Health and care services

Standards of care

edwin poots meadowlands centre copy The Department of Health, Social Services and Public Safety’s service framework for older people outlines the standards which they and their families can expect from Northern Ireland’s health and social care services.

Person-centred care

“All older people should be treated as individuals,” the framework affirms, explaining that this means full involvement in making choices about their own care and treatment and control over the way in which this is delivered. It follows that all older people should expect the same “opportunity of access” to assessment, care and treatment as the rest of the population.

It is the responsibility of all health and social care organisations to ensure that their communication is effective, whether to patients, social care clients or carers. Each health and social care trust should have at least one service level agreement with the voluntary and community sector, to provide information, advice and advocacy services.

Improving health and social well-being

These standards firstly emphasise the need for people to receive evidence-based advice, information and services – including advice on diet, body weight and dental health.

A healthy lifestyle needs to start much earlier in life. As of 2011-2012, only 26 per cent of men and 36 per cent of women were eating five portions of fruit and vegetables per day. More recent statistics are not yet available but the Public Health Agency wants to increase this by 1 per cent per year.

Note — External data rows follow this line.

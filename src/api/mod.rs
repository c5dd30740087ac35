//! API layer - HTTP handlers and routing
//!
//! Every endpoint lives under `/api`. Handlers are thin: they pull the
//! caller out of the request, enforce the coarse role for the route and
//! hand over to a service.
//!
//! - Auth, user management
//! - Departments and employees
//! - Attendance, leave, goals and reviews, payroll
//! - Recruitment (jobs, candidates, applications, interviews, careers page)
//! - Reports and dashboard, notifications, uploads
//! - Server time and health

pub mod attendance;
pub mod auth;
pub mod common;
pub mod departments;
pub mod employees;
pub mod leave;
pub mod middleware;
pub mod notifications;
pub mod performance;
pub mod recruitment;
pub mod reports;
pub mod salary;
pub mod system;
pub mod upload;
pub mod users;


use anyhow::{Context, Result};
use axum::{
    extract::DefaultBodyLimit,
    http::{header, HeaderValue, Method},
    middleware as axum_middleware,
    Router,
};
use std::sync::Arc;
use tower_http::{cors::CorsLayer, trace::TraceLayer};

use crate::cache::create_cache;
use crate::config::{AttendancePolicy, Config};
use crate::db::repositories::{
    SqlxApplicationRepository, SqlxAttendanceRepository, SqlxCandidateRepository, SqlxDepartmentRepository,
    SqlxEmployeeRepository, SqlxGoalRepository, SqlxInterviewRepository, SqlxJobRepository,
    SqlxLeaveRepository, SqlxLoginLogRepository, SqlxNotificationRepository, SqlxPasswordResetRepository,
    SqlxReportRepository, SqlxReviewRepository, SqlxSalaryRepository, SqlxSessionRepository,
    SqlxUserRepository,
};
use crate::db::DynDatabasePool;
use crate::services::{
    AttendanceService, Clock, ClockService, DepartmentService, EmailService, EmployeeService, LeaveService,
    LoginRateLimiter, NotificationService, PayrollService, PerformanceService, RecruitmentService,
    ReportService, UploadService, UserService,
};

pub use middleware::{ApiError, AppState, AuthenticatedUser, RequestStats};

/// Room for multipart framing on top of the largest accepted file
const BODY_LIMIT_SLACK: usize = 64 * 1024;

/// Wire repositories and services together.
///
/// Returns the state plus the rate limiter so the caller can schedule its
/// cleanup.
pub fn build_state(pool: DynDatabasePool, config: &Config) -> Result<(AppState, Arc<LoginRateLimiter>)> {
    let policy = AttendancePolicy::from_config(&config.attendance).context("Invalid attendance policy")?;
    let offset = policy.offset;
    let cache = create_cache(&config.cache);
    let clock = Arc::new(ClockService::new(&config.clock)?);
    let now: Arc<dyn Clock> = clock.clone();

    let user_repo = SqlxUserRepository::boxed(pool.clone());
    let session_repo = SqlxSessionRepository::boxed(pool.clone());
    let employee_repo = SqlxEmployeeRepository::boxed(pool.clone());
    let department_repo = SqlxDepartmentRepository::boxed(pool.clone());
    let attendance_repo = SqlxAttendanceRepository::boxed(pool.clone());
    let leave_repo = SqlxLeaveRepository::boxed(pool.clone());
    let salary_repo = SqlxSalaryRepository::boxed(pool.clone());
    let job_repo = SqlxJobRepository::boxed(pool.clone());
    let application_repo = SqlxApplicationRepository::boxed(pool.clone());
    let interview_repo = SqlxInterviewRepository::boxed(pool.clone());

    let rate_limiter = Arc::new(LoginRateLimiter::new());
    let email = Arc::new(EmailService::new(config.smtp.clone()));
    let uploads = Arc::new(UploadService::new(config.upload.clone()));
    let notifications = Arc::new(NotificationService::new(
        SqlxNotificationRepository::boxed(pool.clone()),
        user_repo.clone(),
    ));

    let user_service = Arc::new(
        UserService::new(
            user_repo.clone(),
            session_repo.clone(),
            SqlxPasswordResetRepository::boxed(pool.clone()),
            SqlxLoginLogRepository::boxed(pool.clone()),
            employee_repo.clone(),
            rate_limiter.clone(),
            email.clone(),
        )
        .with_session_expiration(config.session.expiration_days),
    );
    let department_service = Arc::new(DepartmentService::new(department_repo.clone(), employee_repo.clone()));
    let employee_service = Arc::new(EmployeeService::new(
        employee_repo.clone(),
        department_repo.clone(),
        user_repo,
        session_repo,
    ));
    let attendance_service = Arc::new(AttendanceService::new(
        attendance_repo.clone(),
        employee_repo.clone(),
        leave_repo.clone(),
        notifications.clone(),
        now.clone(),
        policy.clone(),
        cache.clone(),
    ));
    let leave_service = Arc::new(LeaveService::new(
        leave_repo.clone(),
        employee_repo.clone(),
        notifications.clone(),
        email.clone(),
        now.clone(),
        offset,
        config.leave.clone(),
        cache.clone(),
    ));
    let performance_service = Arc::new(PerformanceService::new(
        SqlxGoalRepository::boxed(pool.clone()),
        SqlxReviewRepository::boxed(pool.clone()),
        employee_repo.clone(),
        notifications.clone(),
        email.clone(),
        now.clone(),
    ));
    let payroll_service = Arc::new(PayrollService::new(
        salary_repo.clone(),
        employee_repo.clone(),
        attendance_repo.clone(),
        notifications.clone(),
        email.clone(),
        now.clone(),
        policy,
        config.payroll.clone(),
    ));
    let recruitment_service = Arc::new(RecruitmentService::new(
        job_repo.clone(),
        SqlxCandidateRepository::boxed(pool.clone()),
        application_repo.clone(),
        interview_repo.clone(),
        department_repo.clone(),
        employee_repo.clone(),
        employee_service.clone(),
        notifications.clone(),
        email,
        uploads.clone(),
        now.clone(),
        offset,
        cache.clone(),
    ));
    let report_service = Arc::new(ReportService::new(
        SqlxReportRepository::boxed(pool.clone()),
        employee_repo,
        department_repo,
        attendance_repo,
        leave_repo,
        salary_repo,
        job_repo,
        application_repo,
        interview_repo,
        now,
        offset,
        cache,
    ));

    let state = AppState {
        pool,
        user_service,
        department_service,
        employee_service,
        attendance_service,
        leave_service,
        performance_service,
        payroll_service,
        recruitment_service,
        report_service,
        notification_service: notifications,
        upload_service: uploads,
        clock,
        request_stats: Arc::new(RequestStats::new()),
        session_days: config.session.expiration_days.max(1),
        trust_proxy_headers: config.server.trust_proxy_headers,
    };
    Ok((state, rate_limiter))
}

/// Build the `/api` router
pub fn build_api_router(state: AppState) -> Router<AppState> {
    // Everything below needs a session; role checks happen per handler
    let protected_routes = Router::new()
        .nest("/auth", auth::protected_router())
        .nest("/users", users::router())
        .nest("/departments", departments::router())
        .nest("/employees", employees::router())
        .nest("/attendance", attendance::router())
        .nest("/leave", leave::router())
        .nest("/goals", performance::goals_router())
        .nest("/reviews", performance::reviews_router())
        .nest("/salary", salary::router())
        .nest("/jobs", recruitment::jobs_router())
        .nest("/candidates", recruitment::candidates_router())
        .nest("/applications", recruitment::applications_router())
        .nest("/interviews", recruitment::interviews_router())
        .nest("/reports", reports::router())
        .nest("/notifications", notifications::router())
        .nest("/uploads", upload::router())
        .route_layer(axum_middleware::from_fn_with_state(state, middleware::require_auth));

    // Public routes
    Router::new()
        .nest("/auth", auth::public_router())
        .nest("/careers", recruitment::careers_router())
        .merge(system::router())
        .merge(protected_routes)
}

/// Build the complete router with middleware
pub fn build_router(state: AppState, cors_origin: &str) -> Result<Router> {
    // Cookie auth needs credentials, which rules out a wildcard origin
    let origin = cors_origin
        .parse::<HeaderValue>()
        .with_context(|| format!("Invalid CORS origin: {}", cors_origin))?;
    let cors = CorsLayer::new()
        .allow_origin(origin)
        .allow_methods([Method::GET, Method::POST, Method::PUT, Method::DELETE])
        .allow_headers([header::CONTENT_TYPE, header::AUTHORIZATION, header::COOKIE])
        .allow_credentials(true);

    let body_limit = state.upload_service.config().max_file_size as usize + BODY_LIMIT_SLACK;

    Ok(Router::new()
        .nest("/api", build_api_router(state.clone()))
        .layer(DefaultBodyLimit::max(body_limit))
        .layer(cors)
        .layer(TraceLayer::new_for_http())
        // Outermost, so every request is counted
        .layer(axum_middleware::from_fn_with_state(
            state.clone(),
            middleware::request_stats_middleware,
        ))
        .with_state(state))
}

Falls are a particular risk for older people but can be prevented by strength and balance training and a generally more healthy and active lifestyle. Older people who have been in contact with health and social care services should be routinely asked about whether they have fallen over the last year and receive appropriate advice.

Safeguarding

Health and social care organisations need to put out a clear message that the abuse of older people is “unacceptable and will not be tolerated.” This is backed up by prevention plans, an alertness about situations where exploitation and abuse are taking place, and peer advocacy – whereby other older people support those who have been abused, exploited or neglected.

All procedures for tackling abuse should include timescales for responding to allegations. An adult safeguarding forum, to be fully established by March 2016, will give older people a say in how safeguarding services operate. In the meantime, all parts of the health and social care system and its contracted service providers are already expected to have safeguarding policies in place.

Managing care

Medicines should be “appropriate, safe and effective” and reviewed systemically to ensure that they are still correct for the patient. This review should be offered annually when an older people is receiving four or more medicines or living in a care home.

On the “transitions of care” theme, older people should be provided with single point of contact for information and advice when they start to require care. After this point, they must be offered a period of reablement. If this does not prove effective, the older person will be assessed for longer term support, with an emphasis on identifying health problems at an early stage.

A documented discharge plan should outline the communication that has taken place with the patient, his or her family, and health professionals outside the hospital. The importance of palliative and end-of-life care in nursing homes is affirmed and each older person with those needs should have a key worker who has overall responsibility for their care.

Accountability

The older people’s service framework was published in September 2013. The other service frameworks cover cancer, circulatory and respiratory conditions, mental health and learning disabilities – a final one for children and young people is currently being prepared. Queries about the standards and their effectiveness can be sent to the Service Frameworks Development Unit, which can be contacted on 028 9052 8283 or by email: serviceframeworks@dhsspsni.gov.uk

Carers

An older person’s carers should be identified at the earliest possible opportunity and health professionals are asked to take a particular interest in older carers. GPs have an important role here as they are more likely to be in contact with older carers whose own health is under pressure.

The department has produced a general A-Z guide for carers (March 2010) and expects trusts to produce up-to-date local information packs for carers in their areas. Trusts will also produce a communication plan to demonstrate how staff and carers are being made aware of the relevant information.

All carers should be “signposted” to organisations which can provide financial advice and they also receive timely respite breaks. While a shortage of respite breaks has been a problem for several years, the department has not yet estimated how many carers need or receive those breaks; this information should be available from next March.

Carers will also be encouraged to attend training e.g. on the manual handling of the person receiving care, stress management and identifying the symptoms of ill-health. The framework emphasises that carers should be viewed as “equal partners” in the care of the older person.

Common conditions

Older people are more likely to experience falls, delirium, incontinence and dementia. All older people should be assessed for the risk of falling and those admitted to hospital after a fall should receive a fracture assessment within 72 hours.

Each trust should have a specialist professional for continence and all older people who experience a major health crisis should be assessed for delirium. A small minority of patients with delirium may need specialist treatment but most can receive the right care outside an institution.

GPs will identify older people with advanced dementia and ensure that they have an advance care plan within three months of their diagnosis.

All older people who have a sudden and unexplained deterioration in their mobility should receive a ‘comprehensive geriatric assessment’ and be referred to reablement services, where appropriate. Reablement involves help from an occupational therapist with the aim of helping the person to become mobile and independent again.